Corona discharge

Corona discharge is an electrical discharge brought on by the ionization of a fluid surrounding a conductor that is electrically charged. This phenomenon occurs in high voltage systems, including overhead electrical power lines, and around sharp objects when the electric field strength exceeds a critical value. This critical value causes the air, or another fluid, to become conductive, leading to ionization and the emission of light and noise. Corona discharge plays a significant role in various scientific and industrial applications, but it can also lead to power loss in electrical systems and is a source of electromagnetic interference.

Mechanism[edit]

The mechanism of corona discharge begins when the electric field strength around a conductor is strong enough to form a conductive region, but not strong enough to cause electrical breakdown or arc discharge. In this state, the air or other fluid around the conductor becomes ionized, creating a plasma sheath around the conductor. This ionization process is self-sustaining at high electric field strengths, leading to a continuous discharge as long as the conditions are met.

Types[edit]

There are two main types of corona discharge: positive and negative. Positive corona discharge occurs when the conductor has a positive charge, and it tends to form smoother, more diffuse glow around the conductor. Negative corona discharge, on the other hand, occurs with negatively charged conductors and tends to be more focused and intense. The type of corona discharge can affect its properties, including the color of the emitted light and the efficiency of ion production.

Applications[edit]

Corona discharge has both beneficial and detrimental applications. In industrial processes, it is used for surface treatment, ozone generation, and in electrostatic precipitators for air purification. The corona effect is also utilized in photocopiers and laser printers for depositing toner on paper. However, in electrical power transmission, corona discharge represents a significant challenge as it leads to power loss, noise, and electromagnetic interference.
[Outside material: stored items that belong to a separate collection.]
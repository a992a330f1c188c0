use std::sync::Arc;

use configs::AppConfig;
use service::loans::LoanService;

/// Shared handler state; cloned per request.
#[derive(Clone)]
pub struct ServerState {
    pub loans: Arc<LoanService>,
    pub config: Arc<AppConfig>,
}

impl ServerState {
    pub fn new(loans: LoanService, config: AppConfig) -> Self {
        Self { loans: Arc::new(loans), config: Arc::new(config) }
    }
}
Efforts to minimize corona effects in power systems include designing conductors with larger diameters and smoother surfaces.

Detection and Measurement[edit]

Detecting and measuring corona discharge is crucial for maintaining electrical systems and for research purposes. Techniques include using ultraviolet and infrared cameras, which can detect the light emitted by corona discharges that is not visible to the human eye, and specialized sensors that can detect the electromagnetic emissions from corona discharges.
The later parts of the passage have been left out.